Distinguishing intermittent leave or a short leave of absence from a medical leave spanning multiple months, the court noted that longer medical leave doesn’t permit the employee to perform the essential functions of his job. To the contrary, the inability to work for several months removes a person from the class protected by the ADA.

The court commented that long-term medical leave is the domain of the FMLA. It noted that the FMLA protects up to 12 weeks of medical leave, recognizing that employees will sometimes be unable to perform their job duties. By contrast, the court noted, the ADA applies only to those who can do the job.

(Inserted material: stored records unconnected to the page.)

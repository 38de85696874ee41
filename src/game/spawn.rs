use rand::rngs::StdRng;
use rand::{Rng, SeedableRng};

use crate::config::*;

/// Pick a grid-snapped point inside `bounds`, inset by half the spawn margin.
///
/// The inset range is snapped inward before sampling, so the result always
/// lands on a multiple of `GRID_SIZE` without leaving the inset box.
pub fn random_position<R: Rng + ?Sized>(rng: &mut R, bounds: &Bounds) -> (f64, f64) {
    let inset = SPAWN_MARGIN / 2.0;
    let x = grid_coordinate(rng, bounds.min_x + inset, bounds.max_x - inset);
    let y = grid_coordinate(rng, bounds.min_y + inset, bounds.max_y - inset);
    (x, y)
}

fn grid_coordinate<R: Rng + ?Sized>(rng: &mut R, lo: f64, hi: f64) -> f64 {
    let first = (lo / GRID_SIZE).ceil() as i64;
    let last = (hi / GRID_SIZE).floor() as i64;
    if first > last {
        // No grid line fits in the inset range; fall back to the middle.
        return ((lo + hi) / 2.0 / GRID_SIZE).floor() * GRID_SIZE;
    }
    rng.gen_range(first..=last) as f64 * GRID_SIZE
}

/// Owns the randomness used for every spawn in a world.
#[derive(Debug)]
pub struct Spawner {
    rng: StdRng,
}

impl Spawner {
    pub fn from_entropy() -> Self {
        Spawner {
            rng: StdRng::from_entropy(),
        }
    }

    pub fn seeded(seed: u64) -> Self {
        Spawner {
            rng: StdRng::seed_from_u64(seed),
        }
    }

    pub fn position(&mut self, bounds: &Bounds) -> (f64, f64) {
        random_position(&mut self.rng, bounds)
    }
}
pub mod engine;
pub mod entity;
pub mod physics;
pub mod player;
pub mod registry;
pub mod spawn;
pub mod world;
pub mod http;
pub mod hub;
pub mod ws;
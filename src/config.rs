use std::net::{IpAddr, Ipv4Addr};
use std::path::PathBuf;

use thiserror::Error;

// World constants
pub const WORLD_BOUNDS: Bounds = Bounds {
    min_x: 0.0,
    max_x: 800.0,
    min_y: 0.0,
    max_y: 600.0,
};
pub const TICK_RATE: u64 = 50; // ticks per second
pub const TICK_DURATION_MS: u64 = 1000 / TICK_RATE;

// Spawn constants
pub const SPAWN_MARGIN: f64 = 50.0; // spawns are inset by half of this
pub const GRID_SIZE: f64 = 10.0;

// Player constants
pub const PLAYER_BASE_RADIUS: f64 = 30.0;
pub const RADIUS_GROWTH: f64 = 10.0; // per collectible picked up

// Hazard constants
pub const HAZARD_RADIUS: f64 = 30.0;
pub const HAZARD_SPEED: f64 = 2.0; // units per tick, each axis

// Collectible constants
pub const COLLECTIBLE_RADIUS: f64 = 15.0;
pub const COLLECTIBLE_VALUE: u32 = 1;

// Server
pub const SERVER_PORT: u16 = 3000;
pub const BROADCAST_CAPACITY: usize = 64;

/// Axis-aligned world rectangle.
#[derive(Debug, Clone, Copy, PartialEq)]
pub struct Bounds {
    pub min_x: f64,
    pub max_x: f64,
    pub min_y: f64,
    pub max_y: f64,
}

impl Bounds {
    pub fn width(&self) -> f64 {
        self.max_x - self.min_x
    }

    pub fn height(&self) -> f64 {
        self.max_y - self.min_y
    }
}

#[derive(Debug, Error, PartialEq)]
pub enum ConfigError {
    #[error("port cannot be 0")]
    ZeroPort,

    #[error("{0} cannot be empty")]
    EmptyPath(&'static str),
}

/// HTTP server configuration
#[derive(Debug, Clone)]
pub struct ServerConfig {
    /// Address to bind the server to
    pub bind_address: IpAddr,
    /// Port to listen on
    pub port: u16,
    /// Directory served under `/public`
    pub public_dir: PathBuf,
    /// Directory served under `/assets`
    pub assets_dir: PathBuf,
    /// HTML page served at `/`
    pub index_file: PathBuf,
}

impl Default for ServerConfig {
    fn default() -> Self {
        Self {
            bind_address: IpAddr::V4(Ipv4Addr::new(0, 0, 0, 0)),
            port: SERVER_PORT,
            public_dir: PathBuf::from("public"),
            assets_dir: PathBuf::from("assets"),
            index_file: PathBuf::from("views/index.html"),
        }
    }
}

impl ServerConfig {
    /// Load config from environment or use defaults
    pub fn load_or_default() -> Self {
        Self::from_lookup(|key| std::env::var(key).ok())
    }

    fn from_lookup(lookup: impl Fn(&str) -> Option<String>) -> Self {
        let mut config = Self::default();

        if let Some(addr) = lookup("BIND_ADDRESS") {
            match addr.parse() {
                Ok(parsed) => config.bind_address = parsed,
                Err(_) => tracing::warn!("Invalid BIND_ADDRESS '{}', using default", addr),
            }
        }

        if let Some(port) = lookup("PORT") {
            match port.parse::<u16>() {
                Ok(parsed) if parsed > 0 => config.port = parsed,
                Ok(_) => tracing::warn!("PORT must be > 0, using default"),
                Err(_) => tracing::warn!("Invalid PORT '{}', using default", port),
            }
        }

        if let Some(dir) = lookup("PUBLIC_DIR") {
            config.public_dir = PathBuf::from(dir);
        }
        if let Some(dir) = lookup("ASSETS_DIR") {
            config.assets_dir = PathBuf::from(dir);
        }
        if let Some(file) = lookup("INDEX_FILE") {
            config.index_file = PathBuf::from(file);
        }

        config
    }

    /// Validate configuration after loading
    pub fn validate(&self) -> Result<(), ConfigError> {
        if self.port == 0 {
            return Err(ConfigError::ZeroPort);
        }
        if self.public_dir.as_os_str().is_empty() {
            return Err(ConfigError::EmptyPath("PUBLIC_DIR"));
        }
        if self.assets_dir.as_os_str().is_empty() {
            return Err(ConfigError::EmptyPath("ASSETS_DIR"));
        }
        if self.index_file.as_os_str().is_empty() {
            return Err(ConfigError::EmptyPath("INDEX_FILE"));
        }
        Ok(())
    }
}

In response to arguments raised by the EEOC in its “friend-of-the-court” brief, the 7th Circuit pointed out that according to the EEOC’s interpretation, the length of the leave doesn’t matter. Under that approach, the ADA would be transformed into a medical leave statute, which the court determined was an untenable interpretation of the term “reasonable accommodation.” As a result, the court upheld the district court’s grant of Heartland’s request for dismissal of the lawsuit. Severson v. Heartland Woodcraft, Inc., No. 15-3754 (7th Cir., Sept. 20, 2017).

Bottom Line

Most employers are now familiar with the dual obligations under the FMLA and the ADA. Nevertheless, it’s difficult to navigate through situations where—after FMLA leave has been exhausted—an employee remains unable to return to work, particularly when it’s for a lengthy, indefinite period of time. This case suggests that to the extent that an employee remains off work on a continuous basis for longer than two weeks, you should be on firm ground in taking the position that he isn’t a qualified individual with a disability and is therefore not entitled to reasonable accommodations under the ADA.